CULTIVATION AND USES
The vegetation usually called "freesias" derive from crosses made in the 19th hundred years between F. refracta and F. leichtlinii. Numerous cultivars have been bred from these kinds and the green- and yellow-flowered types of F. corymbosa. Modern tetraploid cultivars have blooms which range from white to yellow, green, red and blue-mauve. They may be mostly cultivated skillfully in the Netherlands by about 80 growers.[3] Freesias can be easily increased from seed. Due to their specific and pleasing scent, they are generally used in side lotions, shampoos, candles, etc.[citation needed], however, the blooms are mainly used in wedding bouquets. They can be planted in the land in USDA Hardiness Zones 9-10 (i.e. where in fact the temperature does not fall season below about -7 ?C (20 ?F)), and in the spring in Areas 4-8.
Freesia laxa (formerly called Lapeirousia laxa or Anomatheca cruenta) is one of the other types of the genus which is often cultivated. Smaller than the scented freesia cultivars, they have flat somewhat than cup-shaped plants. Extensive 'forcing' of this bulb occurs in Half Moon Bay in California where several growers chill the light bulbs in proprietary solutions to satisfy frigid dormancy which results in development of buds in just a predicted quantity of weeks - often 5 weeks at 55 ?F (13 ?C).

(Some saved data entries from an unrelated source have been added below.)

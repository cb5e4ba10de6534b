/*
    MartyPC
    https://github.com/dbalsom/martypc

    Copyright 2022-2025 Daniel Balsom

    Permission is hereby granted, free of charge, to any person obtaining a
    copy of this software and associated documentation files (the “Software”),
    to deal in the Software without restriction, including without limitation
    the rights to use, copy, modify, merge, publish, distribute, sublicense,
    and/or sell copies of the Software, and to permit persons to whom the
    Software is furnished to do so, subject to the following conditions:

    The above copyright notice and this permission notice shall be included in
    all copies or substantial portions of the Software.

    THE SOFTWARE IS PROVIDED “AS IS”, WITHOUT WARRANTY OF ANY KIND, EXPRESS OR
    IMPLIED, INCLUDING BUT NOT LIMITED TO THE WARRANTIES OF MERCHANTABILITY,
    FITNESS FOR A PARTICULAR PURPOSE AND NONINFRINGEMENT. IN NO EVENT SHALL THE
    AUTHORS OR COPYRIGHT HOLDERS BE LIABLE FOR ANY CLAIM, DAMAGES OR OTHER
    LIABILITY, WHETHER IN AN ACTION OF CONTRACT, TORT OR OTHERWISE, ARISING
    FROM, OUT OF OR IN CONNECTION WITH THE SOFTWARE OR THE USE OR OTHER
    DEALINGS IN THE SOFTWARE.

    ---------------------------------------------------------------------------

    main.rs

    Entry point for the opcode generator.

*/

pub fn main() {
    martypc_opgen::run();
}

Herbaceous vegetation (in botanical use frequently simply herbal selections) are plants which have no continual woody stem above ground. Herbaceous vegetation may be annuals, biennials or perennials. Annual herbaceous plants perish completely at the end of the growing season or when they have flowered and fruited, and they then grow again from seed. Herbaceous perennial and biennial vegetation may have stems that die at the end of the growing season, but elements of the plant endure under or near to the bottom from season to season (for biennials, before next growing season, when they blossom and die). New progress builds up from living tissues remaining on or under the bottom, including root base, a caudex (a thickened part of the stem at walk out) or numerous kinds of underground stems, such as lights, corms, stolons, rhizomes and tubers. Types of herbaceous biennials include carrot, parsnip and common ragwort; herbaceous perennials include potato, peony, hosta, mint, most ferns and most grasses. By contrast, non-herbaceous perennial plant life are woody vegetation which have stems above ground that remain alive during the dormant season and grow shoots another yr from the above-ground parts - included in these are trees, shrubs and vines.